### INFORMATION

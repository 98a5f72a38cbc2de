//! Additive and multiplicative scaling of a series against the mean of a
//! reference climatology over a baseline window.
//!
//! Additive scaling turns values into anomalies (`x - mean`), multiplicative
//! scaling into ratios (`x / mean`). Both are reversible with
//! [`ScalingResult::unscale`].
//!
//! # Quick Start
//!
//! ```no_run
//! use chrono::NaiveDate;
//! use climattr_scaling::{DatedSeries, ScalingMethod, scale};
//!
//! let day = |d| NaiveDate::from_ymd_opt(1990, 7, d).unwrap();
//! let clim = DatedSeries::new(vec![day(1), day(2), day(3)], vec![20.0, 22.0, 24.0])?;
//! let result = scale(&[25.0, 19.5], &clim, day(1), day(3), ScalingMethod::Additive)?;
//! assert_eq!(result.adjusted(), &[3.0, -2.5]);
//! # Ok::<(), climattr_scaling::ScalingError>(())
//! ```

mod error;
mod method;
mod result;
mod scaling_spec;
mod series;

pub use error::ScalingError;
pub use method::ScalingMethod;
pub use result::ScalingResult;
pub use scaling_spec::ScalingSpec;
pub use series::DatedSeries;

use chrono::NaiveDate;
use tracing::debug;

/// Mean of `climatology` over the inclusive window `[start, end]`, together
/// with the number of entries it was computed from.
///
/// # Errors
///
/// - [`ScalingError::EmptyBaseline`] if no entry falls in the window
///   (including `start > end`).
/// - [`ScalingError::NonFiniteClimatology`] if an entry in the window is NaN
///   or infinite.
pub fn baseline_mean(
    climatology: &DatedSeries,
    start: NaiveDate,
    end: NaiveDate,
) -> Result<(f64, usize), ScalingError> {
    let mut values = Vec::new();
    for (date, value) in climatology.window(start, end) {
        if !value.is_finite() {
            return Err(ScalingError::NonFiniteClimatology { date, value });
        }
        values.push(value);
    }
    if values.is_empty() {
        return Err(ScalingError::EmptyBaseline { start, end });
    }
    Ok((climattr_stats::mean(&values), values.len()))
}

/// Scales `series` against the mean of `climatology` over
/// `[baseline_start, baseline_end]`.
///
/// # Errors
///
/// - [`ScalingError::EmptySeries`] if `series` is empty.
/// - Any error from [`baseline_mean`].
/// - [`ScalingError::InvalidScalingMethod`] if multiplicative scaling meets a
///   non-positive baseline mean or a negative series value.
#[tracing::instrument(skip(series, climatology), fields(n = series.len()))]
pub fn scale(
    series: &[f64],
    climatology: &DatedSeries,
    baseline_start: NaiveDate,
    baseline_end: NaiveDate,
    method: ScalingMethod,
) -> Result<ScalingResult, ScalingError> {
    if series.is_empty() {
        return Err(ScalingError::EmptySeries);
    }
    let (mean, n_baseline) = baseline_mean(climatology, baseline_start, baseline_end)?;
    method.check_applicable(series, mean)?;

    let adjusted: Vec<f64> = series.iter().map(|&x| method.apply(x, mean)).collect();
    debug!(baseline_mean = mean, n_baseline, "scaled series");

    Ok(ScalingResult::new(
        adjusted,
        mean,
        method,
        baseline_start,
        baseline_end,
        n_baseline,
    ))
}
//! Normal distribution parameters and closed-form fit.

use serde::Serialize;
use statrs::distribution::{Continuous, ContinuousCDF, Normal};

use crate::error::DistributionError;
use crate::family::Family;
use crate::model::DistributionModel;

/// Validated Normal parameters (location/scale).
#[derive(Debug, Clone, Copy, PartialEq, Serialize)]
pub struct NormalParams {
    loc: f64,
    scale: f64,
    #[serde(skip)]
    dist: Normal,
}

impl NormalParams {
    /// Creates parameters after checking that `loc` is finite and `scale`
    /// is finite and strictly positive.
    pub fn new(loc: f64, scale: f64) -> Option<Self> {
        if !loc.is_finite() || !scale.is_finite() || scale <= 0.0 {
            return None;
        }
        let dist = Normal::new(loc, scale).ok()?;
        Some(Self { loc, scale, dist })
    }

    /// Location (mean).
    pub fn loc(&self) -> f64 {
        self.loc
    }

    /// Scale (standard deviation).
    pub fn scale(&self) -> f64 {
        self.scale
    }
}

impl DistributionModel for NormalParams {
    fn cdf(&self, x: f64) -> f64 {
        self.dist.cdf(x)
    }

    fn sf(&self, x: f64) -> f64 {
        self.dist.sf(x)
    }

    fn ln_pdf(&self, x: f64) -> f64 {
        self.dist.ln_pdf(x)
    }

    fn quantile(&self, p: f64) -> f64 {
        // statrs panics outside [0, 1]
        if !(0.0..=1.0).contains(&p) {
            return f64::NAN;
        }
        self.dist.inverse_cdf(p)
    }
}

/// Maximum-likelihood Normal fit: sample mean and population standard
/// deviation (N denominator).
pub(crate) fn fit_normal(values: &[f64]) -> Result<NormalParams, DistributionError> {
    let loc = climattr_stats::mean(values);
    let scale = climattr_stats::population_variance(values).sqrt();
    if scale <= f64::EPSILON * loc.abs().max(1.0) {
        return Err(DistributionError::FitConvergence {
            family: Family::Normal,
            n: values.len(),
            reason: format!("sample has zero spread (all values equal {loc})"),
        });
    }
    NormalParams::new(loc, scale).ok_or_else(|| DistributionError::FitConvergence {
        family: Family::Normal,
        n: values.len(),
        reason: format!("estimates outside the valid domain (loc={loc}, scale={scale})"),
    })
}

### WHAT TO WORK ON
Line by line, set down the material exactly as given.

### THE COMPLETED TASK
repository 98a5f72a38cbc2de
//! Additive and multiplicative scaling of a series against the mean of a
//! reference climatology over a baseline window.
//!
//! Additive scaling turns values into anomalies (`x - mean`), multiplicative
//! scaling into ratios (`x / mean`). Both are reversible with
//! [`ScalingResult::unscale`].
//!
//! # Quick Start
//!
//! ```no_run
//! use chrono::NaiveDate;
//! use climattr_scaling::{DatedSeries, ScalingMethod, scale};
//!
//! let day = |d| NaiveDate::from_ymd_opt(1990, 7, d).unwrap();
//! let clim = DatedSeries::new(vec![day(1), day(2), day(3)], vec![20.0, 22.0, 24.0])?;
//! let result = scale(&[25.0, 19.5], &clim, day(1), day(3), ScalingMethod::Additive)?;
//! assert_eq!(result.adjusted(), &[3.0, -2.5]);
//! # Ok::<(), climattr_scaling::ScalingError>(())
//! ```

mod error;
mod method;
mod result;
mod scaling_spec;
mod series;

pub use error::ScalingError;
pub use method::ScalingMethod;
pub use result::ScalingResult;
pub use scaling_spec::ScalingSpec;
pub use series::DatedSeries;

use chrono::NaiveDate;
use tracing::debug;

/// Mean of `climatology` over the inclusive window `[start, end]`, together
/// with the number of entries it was computed from.
///
/// # Errors
///
/// - [`ScalingError::EmptyBaseline`] if no entry falls in the window
///   (including `start > end`).
/// - [`ScalingError::NonFiniteClimatology`] if an entry in the window is NaN
///   or infinite.
pub fn baseline_mean(
    climatology: &DatedSeries,
    start: NaiveDate,
    end: NaiveDate,
) -> Result<(f64, usize), ScalingError> {
    let mut values = Vec::new();
    for (date, value) in climatology.window(start, end) {
        if !value.is_finite() {
            return Err(ScalingError::NonFiniteClimatology { date, value });
        }
        values.push(value);
    }
    if values.is_empty() {
        return Err(ScalingError::EmptyBaseline { start, end });
    }
    Ok((climattr_stats::mean(&values), values.len()))
}

/// Scales `series` against the mean of `climatology` over
/// `[baseline_start, baseline_end]`.
///
/// # Errors
///
/// - [`ScalingError::EmptySeries`] if `series` is empty.
/// - Any error from [`baseline_mean`].
/// - [`ScalingError::InvalidScalingMethod`] if multiplicative scaling meets a
///   non-positive baseline mean or a negative series value.
#[tracing::instrument(skip(series, climatology), fields(n = series.len()))]
pub fn scale(
    series: &[f64],
    climatology: &DatedSeries,
    baseline_start: NaiveDate,
    baseline_end: NaiveDate,
    method: ScalingMethod,
) -> Result<ScalingResult, ScalingError> {
    if series.is_empty() {
        return Err(ScalingError::EmptySeries);
    }
    let (mean, n_baseline) = baseline_mean(climatology, baseline_start, baseline_end)?;
    method.check_applicable(series, mean)?;

    let adjusted: Vec<f64> = series.iter().map(|&x| method.apply(x, mean)).collect();
    debug!(baseline_mean = mean, n_baseline, "scaled series");

    Ok(ScalingResult::new(
        adjusted,
        mean,
        method,
        baseline_start,
        baseline_end,
        n_baseline,
    ))
}
//! Normal distribution parameters and closed-form fit.

use serde::Serialize;
use statrs::distribution::{Continuous, ContinuousCDF, Normal};

use crate::error::DistributionError;
use crate::family::Family;
use crate::model::DistributionModel;

/// Validated Normal parameters (location/scale).
#[derive(Debug, Clone, Copy, PartialEq, Serialize)]
pub struct NormalParams {
    loc: f64,
    scale: f64,
    #[serde(skip)]
    dist: Normal,
}

impl NormalParams {
    /// Creates parameters after checking that `loc` is finite and `scale`
    /// is finite and strictly positive.
    pub fn new(loc: f64, scale: f64) -> Option<Self> {
        if !loc.is_finite() || !scale.is_finite() || scale <= 0.0 {
            return None;
        }
        let dist = Normal::new(loc, scale).ok()?;
        Some(Self { loc, scale, dist })
    }

    /// Location (mean).
    pub fn loc(&self) -> f64 {
        self.loc
    }

    /// Scale (standard deviation).
    pub fn scale(&self) -> f64 {
        self.scale
    }
}

impl DistributionModel for NormalParams {
    fn cdf(&self, x: f64) -> f64 {
        self.dist.cdf(x)
    }

    fn sf(&self, x: f64) -> f64 {
        self.dist.sf(x)
    }

    fn ln_pdf(&self, x: f64) -> f64 {
        self.dist.ln_pdf(x)
    }

    fn quantile(&self, p: f64) -> f64 {
        // statrs panics outside [0, 1]
        if !(0.0..=1.0).contains(&p) {
            return f64::NAN;
        }
        self.dist.inverse_cdf(p)
    }
}

/// Maximum-likelihood Normal fit: sample mean and population standard
/// deviation (N denominator).
pub(crate) fn fit_normal(values: &[f64]) -> Result<NormalParams, DistributionError> {
    let loc = climattr_stats::mean(values);
    let scale = climattr_stats::population_variance(values).sqrt();
    if scale <= f64::EPSILON * loc.abs().max(1.0) {
        return Err(DistributionError::FitConvergence {
            family: Family::Normal,
            n: values.len(),
            reason: format!("sample has zero spread (all values equal {loc})"),
        });
    }
    NormalParams::new(loc, scale).ok_or_else(|| DistributionError::FitConvergence {
        family: Family::Normal,
        n: values.len(),
        reason: format!("estimates outside the valid domain (loc={loc}, scale={scale})"),
    })
}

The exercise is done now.